VDMA

Wachstum hängt an Energie und China

Hannover (dpa). - Der Maschinenbau als eine der wichtigsten deutschen Exportbranchen knüpft seine Hoffnungen in diesem Jahr an die Energiesicherheit und eine Entspannung der Handelsprobleme in China.

Zu Beginn der Hannover Messe sprach der Präsident des Verbands VDMA, Karl Haeusgen, von Belastungen aus dem Ukraine-Krieg, in den Lieferketten und beim Nachschub, die auf die Konjunktur drückten. "Aber zugleich können wir auf ein sehr hohes Auftragspolster blicken", ergänzte er. "Deshalb rechnen wir für 2022 weiter mit einem realen Produktionswachstum, müssen unsere Prognose aber von bisher plus 4 Prozent auf plus 1 Prozent reduzieren."
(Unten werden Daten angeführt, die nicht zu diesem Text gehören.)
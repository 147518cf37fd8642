//! External collaborators of the storefront.
//!
//! # Services
//!
//! - `coupons` - Coupon validation service client
//! - `checkout` - Hosted checkout session endpoint client
//! - `identity` - Shopper identity source and change notifications

pub mod checkout;
pub mod coupons;
pub mod identity;

pub use checkout::{CheckoutClient, CheckoutError, CheckoutInitiator, CheckoutRequest};
pub use coupons::{CouponClient, CouponServiceError, CouponValidation, CouponValidator};
pub use identity::{AuthHub, IdentityError, SessionProvider, SessionSubscription, VisitorIdentity};
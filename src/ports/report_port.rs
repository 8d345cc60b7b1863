//! Report export port.

use crate::domain::error::AnalysisError;
use crate::domain::financial_report::FinancialReport;
use crate::domain::forecast::ForecastSeries;
use crate::domain::sensitivity::SensitivityGrid;

/// Sink for analysis results. The destination is fixed when the adapter is
/// constructed.
pub trait ReportPort {
    fn write_forecast(&self, forecast: &ForecastSeries) -> Result<(), AnalysisError>;

    fn write_sensitivity(&self, grid: &SensitivityGrid) -> Result<(), AnalysisError>;

    fn write_financial_report(&self, report: &FinancialReport) -> Result<(), AnalysisError>;
}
Grundsätzlich könne sich die Kernindustrie - wenngleich ausgebremst - von der Corona-Krise erholen. Dies hänge jedoch davon ab, dass es keine abrupte Unterbrechung der Energieversorgung gebe. Haeusgen betonte außerdem: "Es braucht vielerorts hohe Investitionen, um die Wertschöpfungs- und Lieferketten neu auszurichten." In China trafen neue Pandemie-Lockdowns auch deutsche Ein- und Ausfuhren empfindlich.